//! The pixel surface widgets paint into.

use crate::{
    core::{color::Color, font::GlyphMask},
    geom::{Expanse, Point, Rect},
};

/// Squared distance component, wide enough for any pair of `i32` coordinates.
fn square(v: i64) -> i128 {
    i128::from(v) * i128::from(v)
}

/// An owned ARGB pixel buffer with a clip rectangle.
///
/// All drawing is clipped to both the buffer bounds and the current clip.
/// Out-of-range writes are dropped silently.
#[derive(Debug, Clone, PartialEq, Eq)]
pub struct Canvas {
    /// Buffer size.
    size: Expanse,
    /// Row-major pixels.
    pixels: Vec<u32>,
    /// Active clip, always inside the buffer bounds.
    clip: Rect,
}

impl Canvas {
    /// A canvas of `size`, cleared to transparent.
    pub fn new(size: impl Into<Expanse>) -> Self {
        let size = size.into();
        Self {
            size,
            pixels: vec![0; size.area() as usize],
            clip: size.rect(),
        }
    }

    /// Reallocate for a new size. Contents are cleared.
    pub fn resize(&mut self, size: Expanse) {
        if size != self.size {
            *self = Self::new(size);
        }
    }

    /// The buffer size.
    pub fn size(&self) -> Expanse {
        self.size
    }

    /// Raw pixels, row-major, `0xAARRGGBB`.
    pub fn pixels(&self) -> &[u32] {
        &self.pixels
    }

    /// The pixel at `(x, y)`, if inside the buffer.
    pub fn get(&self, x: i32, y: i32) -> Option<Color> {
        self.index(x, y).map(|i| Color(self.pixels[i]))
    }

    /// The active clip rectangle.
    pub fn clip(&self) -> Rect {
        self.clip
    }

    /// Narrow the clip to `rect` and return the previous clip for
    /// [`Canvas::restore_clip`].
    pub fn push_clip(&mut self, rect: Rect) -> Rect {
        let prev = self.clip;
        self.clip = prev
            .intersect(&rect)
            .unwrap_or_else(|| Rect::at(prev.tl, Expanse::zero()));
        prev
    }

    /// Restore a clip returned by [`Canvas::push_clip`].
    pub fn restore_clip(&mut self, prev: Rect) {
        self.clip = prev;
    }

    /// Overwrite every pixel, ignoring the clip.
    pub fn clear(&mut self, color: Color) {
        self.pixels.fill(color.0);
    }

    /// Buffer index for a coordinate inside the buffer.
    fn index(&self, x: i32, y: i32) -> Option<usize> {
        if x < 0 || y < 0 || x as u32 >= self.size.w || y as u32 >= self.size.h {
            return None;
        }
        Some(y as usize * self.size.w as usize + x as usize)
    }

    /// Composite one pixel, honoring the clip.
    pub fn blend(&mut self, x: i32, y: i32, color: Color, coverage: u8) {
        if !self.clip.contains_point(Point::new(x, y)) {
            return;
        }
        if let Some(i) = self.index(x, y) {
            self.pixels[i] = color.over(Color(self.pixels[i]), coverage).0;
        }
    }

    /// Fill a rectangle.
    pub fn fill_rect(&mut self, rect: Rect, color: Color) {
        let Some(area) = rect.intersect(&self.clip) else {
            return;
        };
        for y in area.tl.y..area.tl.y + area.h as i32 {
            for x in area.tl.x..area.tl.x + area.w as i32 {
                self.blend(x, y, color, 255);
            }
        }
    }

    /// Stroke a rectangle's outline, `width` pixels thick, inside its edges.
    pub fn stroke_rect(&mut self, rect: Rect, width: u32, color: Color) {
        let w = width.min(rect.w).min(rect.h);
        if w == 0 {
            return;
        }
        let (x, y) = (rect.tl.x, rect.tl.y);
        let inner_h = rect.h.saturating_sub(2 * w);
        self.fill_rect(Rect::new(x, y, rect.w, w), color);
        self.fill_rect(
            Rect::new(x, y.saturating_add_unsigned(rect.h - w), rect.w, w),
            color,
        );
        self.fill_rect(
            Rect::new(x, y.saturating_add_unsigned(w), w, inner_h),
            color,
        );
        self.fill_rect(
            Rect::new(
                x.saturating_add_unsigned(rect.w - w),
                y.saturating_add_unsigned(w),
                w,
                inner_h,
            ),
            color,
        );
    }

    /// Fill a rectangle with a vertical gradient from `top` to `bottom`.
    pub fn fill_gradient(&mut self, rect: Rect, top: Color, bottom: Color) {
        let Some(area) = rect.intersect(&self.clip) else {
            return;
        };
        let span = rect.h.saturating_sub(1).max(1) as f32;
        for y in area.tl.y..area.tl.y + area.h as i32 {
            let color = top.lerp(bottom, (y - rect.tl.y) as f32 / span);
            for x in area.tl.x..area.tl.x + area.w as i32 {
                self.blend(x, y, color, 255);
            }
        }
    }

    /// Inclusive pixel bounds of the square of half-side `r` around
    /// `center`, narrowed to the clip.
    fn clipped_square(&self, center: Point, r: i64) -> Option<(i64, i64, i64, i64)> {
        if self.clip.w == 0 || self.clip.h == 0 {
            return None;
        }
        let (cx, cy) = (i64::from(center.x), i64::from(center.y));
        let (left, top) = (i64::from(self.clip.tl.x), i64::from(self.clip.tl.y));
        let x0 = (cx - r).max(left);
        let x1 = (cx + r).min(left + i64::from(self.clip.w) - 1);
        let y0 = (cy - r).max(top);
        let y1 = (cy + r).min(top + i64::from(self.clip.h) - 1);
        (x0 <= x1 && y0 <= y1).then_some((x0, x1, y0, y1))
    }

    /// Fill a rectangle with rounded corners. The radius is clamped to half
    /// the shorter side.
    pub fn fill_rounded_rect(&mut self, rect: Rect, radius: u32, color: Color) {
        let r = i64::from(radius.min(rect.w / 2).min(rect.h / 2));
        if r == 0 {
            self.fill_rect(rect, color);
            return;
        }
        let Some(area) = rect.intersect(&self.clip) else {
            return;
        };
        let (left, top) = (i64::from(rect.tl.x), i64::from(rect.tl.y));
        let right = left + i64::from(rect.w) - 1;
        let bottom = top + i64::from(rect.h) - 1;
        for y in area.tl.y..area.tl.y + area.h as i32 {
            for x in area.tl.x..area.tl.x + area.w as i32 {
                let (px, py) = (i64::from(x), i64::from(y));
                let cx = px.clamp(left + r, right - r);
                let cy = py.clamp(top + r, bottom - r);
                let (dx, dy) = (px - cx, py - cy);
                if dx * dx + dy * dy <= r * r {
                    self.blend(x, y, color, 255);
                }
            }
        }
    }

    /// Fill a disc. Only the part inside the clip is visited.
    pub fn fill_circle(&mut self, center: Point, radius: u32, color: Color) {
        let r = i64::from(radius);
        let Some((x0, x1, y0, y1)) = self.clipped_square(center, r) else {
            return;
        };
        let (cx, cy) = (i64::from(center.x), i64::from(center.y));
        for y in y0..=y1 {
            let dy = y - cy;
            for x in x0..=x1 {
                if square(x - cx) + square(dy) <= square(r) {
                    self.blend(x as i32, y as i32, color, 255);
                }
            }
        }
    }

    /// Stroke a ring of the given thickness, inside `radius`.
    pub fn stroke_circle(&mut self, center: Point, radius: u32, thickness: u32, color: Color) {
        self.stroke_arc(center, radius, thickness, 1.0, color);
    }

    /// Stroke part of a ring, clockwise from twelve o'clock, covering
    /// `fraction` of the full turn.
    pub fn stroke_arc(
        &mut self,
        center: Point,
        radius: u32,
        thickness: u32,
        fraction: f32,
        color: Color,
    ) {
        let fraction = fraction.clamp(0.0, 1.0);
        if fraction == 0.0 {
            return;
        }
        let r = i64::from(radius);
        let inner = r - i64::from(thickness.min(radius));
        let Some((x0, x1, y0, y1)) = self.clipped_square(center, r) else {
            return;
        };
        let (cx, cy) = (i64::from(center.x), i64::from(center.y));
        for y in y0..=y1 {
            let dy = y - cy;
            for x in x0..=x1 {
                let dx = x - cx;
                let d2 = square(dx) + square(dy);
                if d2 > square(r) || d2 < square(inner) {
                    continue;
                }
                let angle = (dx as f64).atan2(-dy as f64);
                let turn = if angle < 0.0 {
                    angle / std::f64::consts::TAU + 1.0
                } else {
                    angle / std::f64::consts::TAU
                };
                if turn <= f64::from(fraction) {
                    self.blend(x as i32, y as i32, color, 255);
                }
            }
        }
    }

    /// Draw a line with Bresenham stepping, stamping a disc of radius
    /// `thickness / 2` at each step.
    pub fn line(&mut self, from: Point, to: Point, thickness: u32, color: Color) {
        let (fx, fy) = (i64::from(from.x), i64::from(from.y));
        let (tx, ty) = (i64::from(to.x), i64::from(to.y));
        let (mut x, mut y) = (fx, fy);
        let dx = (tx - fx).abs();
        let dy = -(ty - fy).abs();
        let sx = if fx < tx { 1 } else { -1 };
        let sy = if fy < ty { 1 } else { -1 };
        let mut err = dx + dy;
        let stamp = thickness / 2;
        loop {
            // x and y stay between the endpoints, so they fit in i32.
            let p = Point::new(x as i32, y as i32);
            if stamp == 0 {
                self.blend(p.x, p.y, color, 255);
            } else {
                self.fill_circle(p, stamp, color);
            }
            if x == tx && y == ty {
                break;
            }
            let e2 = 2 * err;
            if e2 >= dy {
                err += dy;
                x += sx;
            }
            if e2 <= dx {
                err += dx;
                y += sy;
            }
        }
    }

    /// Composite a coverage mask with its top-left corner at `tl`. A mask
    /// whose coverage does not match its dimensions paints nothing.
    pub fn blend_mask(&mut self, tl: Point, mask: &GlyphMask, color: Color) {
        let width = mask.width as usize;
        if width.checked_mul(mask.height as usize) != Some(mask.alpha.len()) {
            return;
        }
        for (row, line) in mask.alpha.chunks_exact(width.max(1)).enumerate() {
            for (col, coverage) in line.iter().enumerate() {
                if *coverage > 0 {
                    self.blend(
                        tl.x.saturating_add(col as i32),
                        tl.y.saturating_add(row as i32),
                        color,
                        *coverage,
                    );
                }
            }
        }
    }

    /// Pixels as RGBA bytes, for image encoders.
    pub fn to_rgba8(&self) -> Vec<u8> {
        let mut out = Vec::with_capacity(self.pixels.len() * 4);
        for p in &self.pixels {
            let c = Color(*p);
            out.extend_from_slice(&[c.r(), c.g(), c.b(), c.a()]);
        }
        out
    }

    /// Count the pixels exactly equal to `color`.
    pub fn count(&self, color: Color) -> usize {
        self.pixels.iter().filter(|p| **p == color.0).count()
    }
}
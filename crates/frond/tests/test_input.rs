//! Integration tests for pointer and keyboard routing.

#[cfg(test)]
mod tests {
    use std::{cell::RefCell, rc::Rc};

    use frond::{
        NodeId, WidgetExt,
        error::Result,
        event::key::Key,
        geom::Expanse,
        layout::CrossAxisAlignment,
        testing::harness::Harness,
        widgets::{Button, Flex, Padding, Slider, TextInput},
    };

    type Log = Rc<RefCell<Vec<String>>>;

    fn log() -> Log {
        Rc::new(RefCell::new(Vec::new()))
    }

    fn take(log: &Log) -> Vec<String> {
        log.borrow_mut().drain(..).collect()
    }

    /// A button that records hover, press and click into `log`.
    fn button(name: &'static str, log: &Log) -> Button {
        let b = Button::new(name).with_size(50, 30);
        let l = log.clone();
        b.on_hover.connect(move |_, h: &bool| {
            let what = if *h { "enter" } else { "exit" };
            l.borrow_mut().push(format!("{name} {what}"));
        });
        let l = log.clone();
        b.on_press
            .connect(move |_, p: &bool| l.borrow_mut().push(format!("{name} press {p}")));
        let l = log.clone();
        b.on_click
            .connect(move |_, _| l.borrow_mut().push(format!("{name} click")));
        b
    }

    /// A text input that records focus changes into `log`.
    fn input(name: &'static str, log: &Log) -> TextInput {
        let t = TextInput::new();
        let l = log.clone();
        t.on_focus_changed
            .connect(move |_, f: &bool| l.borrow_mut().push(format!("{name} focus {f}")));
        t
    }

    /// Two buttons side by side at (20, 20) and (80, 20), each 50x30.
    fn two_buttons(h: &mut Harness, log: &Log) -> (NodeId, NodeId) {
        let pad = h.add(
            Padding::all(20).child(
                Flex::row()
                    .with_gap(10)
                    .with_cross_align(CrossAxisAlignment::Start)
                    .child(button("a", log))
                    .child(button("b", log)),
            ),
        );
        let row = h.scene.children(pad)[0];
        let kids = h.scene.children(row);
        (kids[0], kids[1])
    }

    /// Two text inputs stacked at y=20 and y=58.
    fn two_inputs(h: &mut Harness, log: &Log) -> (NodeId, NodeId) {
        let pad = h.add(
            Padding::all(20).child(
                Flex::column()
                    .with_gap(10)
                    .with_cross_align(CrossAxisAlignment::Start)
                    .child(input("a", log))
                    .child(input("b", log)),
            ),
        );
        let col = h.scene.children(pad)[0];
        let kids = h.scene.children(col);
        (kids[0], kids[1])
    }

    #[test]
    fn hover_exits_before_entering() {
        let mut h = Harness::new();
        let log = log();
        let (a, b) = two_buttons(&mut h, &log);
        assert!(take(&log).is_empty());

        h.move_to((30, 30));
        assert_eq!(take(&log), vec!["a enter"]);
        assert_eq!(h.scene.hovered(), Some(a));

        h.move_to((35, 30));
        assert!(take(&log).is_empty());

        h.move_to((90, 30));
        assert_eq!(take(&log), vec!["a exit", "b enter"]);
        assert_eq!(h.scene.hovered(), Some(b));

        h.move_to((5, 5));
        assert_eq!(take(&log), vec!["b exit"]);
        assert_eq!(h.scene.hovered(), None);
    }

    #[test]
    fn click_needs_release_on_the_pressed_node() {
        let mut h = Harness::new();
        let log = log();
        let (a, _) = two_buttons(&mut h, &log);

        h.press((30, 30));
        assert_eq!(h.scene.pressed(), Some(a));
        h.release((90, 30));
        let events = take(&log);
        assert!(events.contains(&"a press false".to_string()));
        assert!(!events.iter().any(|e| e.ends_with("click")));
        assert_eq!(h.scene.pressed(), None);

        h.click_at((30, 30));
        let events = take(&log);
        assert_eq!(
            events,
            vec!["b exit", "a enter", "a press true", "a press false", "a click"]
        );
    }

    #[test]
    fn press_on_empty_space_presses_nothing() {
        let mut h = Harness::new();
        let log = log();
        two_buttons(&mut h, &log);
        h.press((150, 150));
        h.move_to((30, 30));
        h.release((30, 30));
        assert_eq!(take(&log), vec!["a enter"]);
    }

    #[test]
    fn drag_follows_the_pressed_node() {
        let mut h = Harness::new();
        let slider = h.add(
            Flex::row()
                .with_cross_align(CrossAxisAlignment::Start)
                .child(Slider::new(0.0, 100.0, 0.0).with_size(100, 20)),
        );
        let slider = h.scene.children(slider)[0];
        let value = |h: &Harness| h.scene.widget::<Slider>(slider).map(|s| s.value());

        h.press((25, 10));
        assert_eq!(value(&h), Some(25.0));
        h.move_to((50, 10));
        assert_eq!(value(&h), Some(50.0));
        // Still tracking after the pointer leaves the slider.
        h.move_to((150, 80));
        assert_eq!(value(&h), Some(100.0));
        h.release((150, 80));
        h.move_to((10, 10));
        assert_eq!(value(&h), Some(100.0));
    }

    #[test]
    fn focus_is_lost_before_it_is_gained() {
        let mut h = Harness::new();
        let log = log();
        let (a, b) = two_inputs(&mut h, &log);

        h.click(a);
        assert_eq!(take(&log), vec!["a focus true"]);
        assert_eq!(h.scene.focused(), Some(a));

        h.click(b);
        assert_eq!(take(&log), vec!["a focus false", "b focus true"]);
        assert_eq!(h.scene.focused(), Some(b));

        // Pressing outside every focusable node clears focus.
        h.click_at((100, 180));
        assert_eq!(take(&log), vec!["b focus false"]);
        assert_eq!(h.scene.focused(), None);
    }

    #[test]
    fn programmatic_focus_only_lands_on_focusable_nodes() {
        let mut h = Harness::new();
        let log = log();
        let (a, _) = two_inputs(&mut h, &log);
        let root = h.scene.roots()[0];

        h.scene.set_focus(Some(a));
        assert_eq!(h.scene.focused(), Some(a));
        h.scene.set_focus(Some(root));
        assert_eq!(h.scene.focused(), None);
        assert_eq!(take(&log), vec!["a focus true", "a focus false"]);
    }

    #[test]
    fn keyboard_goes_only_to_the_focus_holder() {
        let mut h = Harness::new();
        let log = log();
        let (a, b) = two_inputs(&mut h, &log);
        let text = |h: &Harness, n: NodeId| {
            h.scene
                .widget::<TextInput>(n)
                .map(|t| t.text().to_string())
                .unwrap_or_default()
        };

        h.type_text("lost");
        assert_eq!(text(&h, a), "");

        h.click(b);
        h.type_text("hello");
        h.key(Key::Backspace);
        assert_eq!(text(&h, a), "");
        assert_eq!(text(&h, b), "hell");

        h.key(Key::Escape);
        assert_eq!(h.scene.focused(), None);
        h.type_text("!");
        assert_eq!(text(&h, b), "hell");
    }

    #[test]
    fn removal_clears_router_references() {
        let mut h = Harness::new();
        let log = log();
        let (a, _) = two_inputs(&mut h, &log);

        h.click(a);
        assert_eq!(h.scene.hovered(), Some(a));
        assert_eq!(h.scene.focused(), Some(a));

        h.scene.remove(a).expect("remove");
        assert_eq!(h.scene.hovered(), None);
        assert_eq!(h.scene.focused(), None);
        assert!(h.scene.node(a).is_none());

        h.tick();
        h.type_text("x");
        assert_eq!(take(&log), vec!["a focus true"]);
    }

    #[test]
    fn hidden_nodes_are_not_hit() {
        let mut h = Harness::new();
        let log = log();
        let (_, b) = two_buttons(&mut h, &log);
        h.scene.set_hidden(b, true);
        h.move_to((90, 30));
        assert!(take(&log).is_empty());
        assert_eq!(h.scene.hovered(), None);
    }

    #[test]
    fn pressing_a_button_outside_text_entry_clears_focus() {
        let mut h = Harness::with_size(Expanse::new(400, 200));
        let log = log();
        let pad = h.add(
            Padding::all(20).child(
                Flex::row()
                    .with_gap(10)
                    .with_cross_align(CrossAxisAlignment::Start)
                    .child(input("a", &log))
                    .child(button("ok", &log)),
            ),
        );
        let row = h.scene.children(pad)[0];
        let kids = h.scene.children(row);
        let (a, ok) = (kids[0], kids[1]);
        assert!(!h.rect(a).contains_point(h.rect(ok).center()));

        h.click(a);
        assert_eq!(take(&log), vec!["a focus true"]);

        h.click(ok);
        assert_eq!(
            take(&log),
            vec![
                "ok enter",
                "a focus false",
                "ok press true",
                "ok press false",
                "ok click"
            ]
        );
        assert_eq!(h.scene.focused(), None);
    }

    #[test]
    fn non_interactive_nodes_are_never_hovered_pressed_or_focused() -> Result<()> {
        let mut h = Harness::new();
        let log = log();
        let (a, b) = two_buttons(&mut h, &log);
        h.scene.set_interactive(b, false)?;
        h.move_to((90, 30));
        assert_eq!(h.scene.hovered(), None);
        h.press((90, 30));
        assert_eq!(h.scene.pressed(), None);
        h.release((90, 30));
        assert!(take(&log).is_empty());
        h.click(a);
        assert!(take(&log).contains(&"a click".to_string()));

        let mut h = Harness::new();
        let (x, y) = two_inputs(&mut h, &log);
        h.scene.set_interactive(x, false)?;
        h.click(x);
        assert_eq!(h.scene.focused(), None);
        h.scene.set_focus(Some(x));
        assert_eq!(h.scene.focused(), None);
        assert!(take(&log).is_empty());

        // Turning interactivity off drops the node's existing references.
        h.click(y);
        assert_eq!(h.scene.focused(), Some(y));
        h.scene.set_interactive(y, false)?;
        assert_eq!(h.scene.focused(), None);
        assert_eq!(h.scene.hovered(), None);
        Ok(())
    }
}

***

> **WHAT THE TASK REQUIRES**: Every line above with the string "right" in it should be copied into the answer.

> **SOLUTION BELOW**:
        let right = left + i64::from(rect.w) - 1;
                let cx = px.clamp(left + r, right - r);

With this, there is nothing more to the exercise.